(PROBLEM TO WORK ON) Copy each line of the data beneath in which the word "VerifyingKey" appears.
-- DATA FOR ANALYSIS follows --
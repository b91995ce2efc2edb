use ed25519_dalek::VerifyingKey;
use sha2::{Digest, Sha256};

use crate::errors::{LedgerError, Result};
use crate::types::{LoanId, PartyId};

/// domain-separation tag for loan account derivation
pub const LOAN_SEED: &[u8] = b"loan";

/// marker appended to every preimage so derived identifiers can never be
/// confused with output of any other hashing scheme in the ecosystem
const DERIVATION_MARKER: &[u8] = b"LoanLedgerDerivedAccount";

/// a derived identifier together with the bump that produced it
#[derive(Debug, Clone, Copy, PartialEq, Eq)]
pub struct Derived {
    pub id: LoanId,
    pub bump: u8,
}

/// deterministic loan account derivation under a fixed program namespace
///
/// any party holding the same namespace and creation parameters recomputes
/// the same identifier without a lookup table
pub struct AccountDeriver {
    namespace: [u8; 32],
}

impl AccountDeriver {
    pub fn new(namespace: [u8; 32]) -> Self {
        Self { namespace }
    }

    /// derive the identifier for `(lender, borrower, start_time)`
    ///
    /// walks the bump counter from 255 downward and accepts the first
    /// candidate that is not a valid Ed25519 verifying key, so the result
    /// can never collide with a signing identity
    pub fn derive(&self, lender: &PartyId, borrower: &PartyId, start_time: i64) -> Result<Derived> {
        for bump in (0..=u8::MAX).rev() {
            let candidate = self.candidate(lender, borrower, start_time, bump);
            if is_non_signable(&candidate) {
                return Ok(Derived {
                    id: LoanId::from_bytes(candidate),
                    bump,
                });
            }
        }
        Err(LedgerError::DerivationExhausted)
    }

    /// recompute the candidate for a known bump, for callers verifying an
    /// identifier they were handed
    pub fn derive_with_bump(
        &self,
        lender: &PartyId,
        borrower: &PartyId,
        start_time: i64,
        bump: u8,
    ) -> Result<LoanId> {
        let candidate = self.candidate(lender, borrower, start_time, bump);
        if !is_non_signable(&candidate) {
            return Err(LedgerError::DerivationExhausted);
        }
        Ok(LoanId::from_bytes(candidate))
    }

    fn candidate(&self, lender: &PartyId, borrower: &PartyId, start_time: i64, bump: u8) -> [u8; 32] {
        let mut hasher = Sha256::new();
        hasher.update(LOAN_SEED);
        hasher.update(lender.as_bytes());
        hasher.update(borrower.as_bytes());
        hasher.update(start_time.to_le_bytes());
        hasher.update([bump]);
        hasher.update(self.namespace);
        hasher.update(DERIVATION_MARKER);
        hasher.finalize().into()
    }
}

/// a candidate is acceptable only if it does not decompress to a valid
/// Ed25519 verifying key; such bytes cannot belong to any signing keypair
fn is_non_signable(bytes: &[u8; 32]) -> bool {
    VerifyingKey::from_bytes(bytes).is_err()
}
-- DATA FOR ANALYSIS concluded --
(EXERCISE RESULT)
use ed25519_dalek::VerifyingKey;
    VerifyingKey::from_bytes(bytes).is_err()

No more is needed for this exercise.